I succeeded in grad school, by doing actual mathematical work (my PhD thesis was in Banach Algebras). But I agree with the article, and it's a decent description of some of the reasons I left mathematics.


I'm not sure if I'm atypical, but I do remember having Hugh Woodin give a talk about set theory that I, as a non-specialist (heck, as a computer scientist moonlighting in math grad courses to keep my brain on!) could follow reasonably easily. I still don't know what projective geometry is, but it wasn't necessary to follow his argument.


There are some mathematicians who make big efforts to make their talks accessible to a wider audience. Inexplicably, at least in the mathematics department where I did my PhD, those kinds of talks were actually looked down on by many people.


Same reason most postmodernism and literary theory uses obscurantist language. People value more what they had to work harder for, whether it's understanding or a mug. Making something comprehensible to a broad audience doesn't do anything for the people whose opinion really matters to you, your colleauges, and it makes their work less prestigious by association, because its theoretically comprehensible.

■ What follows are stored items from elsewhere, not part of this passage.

use std::fmt::{self, Display};

use liftgl_core::ResourceType;

use crate::error::Result;

/// Which half of a liftover a registry call belongs to.
#[derive(Debug, Clone, Copy, PartialEq, Eq)]
pub enum GlSide {
    Source,
    Target,
}

impl Display for GlSide {
    fn fmt(&self, f: &mut fmt::Formatter<'_>) -> fmt::Result {
        match self {
            GlSide::Source => f.write_str("source"),
            GlSide::Target => f.write_str("target"),
        }
    }
}

/// Registry address of a GL String: `<namespace>/<version>/<resource-type>`.
#[derive(Debug, Clone, PartialEq, Eq)]
pub struct Endpoint {
    pub namespace: String,
    pub version: String,
    pub resource: ResourceType,
}

impl Endpoint {
    pub fn new(namespace: &str, version: &str, resource: ResourceType) -> Self {
        Endpoint {
            namespace: namespace.to_string(),
            version: version.to_string(),
            resource,
        }
    }

    /// Path of the endpoint relative to the registry base URL.
    pub fn path(&self) -> String {
        format!("{}/{}/{}", self.namespace, self.version, self.resource)
    }
}

/// A GL String stored by the registry.
#[derive(Debug, Clone, PartialEq, Eq)]
pub struct RegisteredGl {
    /// GL String as echoed back by the registry.
    pub glstring: String,
    /// URI the registry stored the GL String under.
    pub location: String,
}

///
/// A GL registry service: stores GL Strings and hands them back by URI.
///
/// The liftover pipeline only talks to the registry through this trait, so a service can
/// be backed by HTTP ([`crate::client::RegistryClient`]) or by anything else.
///
pub trait GlRegistry {
    /// Store `glstring` under `endpoint` and return where it was stored.
    fn register(&self, endpoint: &Endpoint, glstring: &str) -> Result<RegisteredGl>;

    /// Fetch a previously stored GL String.
    fn retrieve(&self, uri: &str) -> Result<String>;
}

#[cfg(test)]
mod tests {
    use super::*;

    use pretty_assertions::assert_eq;
    use rstest::rstest;

    #[rstest]
    fn test_endpoint_path() {
        let endpoint = Endpoint::new("imgt-hla", "3.25.0", ResourceType::MultilocusUnphasedGenotype);
        assert_eq!(endpoint.path(), "imgt-hla/3.25.0/multilocus-unphased-genotype");
    }

    #[rstest]
    fn test_side_names() {
        assert_eq!(GlSide::Source.to_string(), "source");
        assert_eq!(GlSide::Target.to_string(), "target");
    }
}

[Rant about Edward Said, and how he said some worthwhile stuff, then made it virtually incomprehensible thought better of]


One could make the argument that cliques encourage more social interaction -- and subsequently more collaboration. This could be more beneficial overall for the field.


Good point.

I think the bottom line comes down to needs for cross-clique knowledge sharing. The possibility for a change in culture is low if there is no incentive for it.


I loved maths but life as a mathematician was very depressing. Another point I would like to add is that there are very few mathematicians compared to biologists. Actually, I am not very sure if it's true in the US and Europe but it certainly is in India. The biggest of math conferences here have a 100 or so people and so do the smallest of the biology ones.


Cliques in math are like social networking in startups: success partly depends on your connections.

Why is one case bad but the other good?


The cliques in maths are different: They are much smaller (literally a dozen or so people), and they really can't understand each other.

I agree with the article - it describes pretty well why I left pure mathematics after my PhD and got a programming job.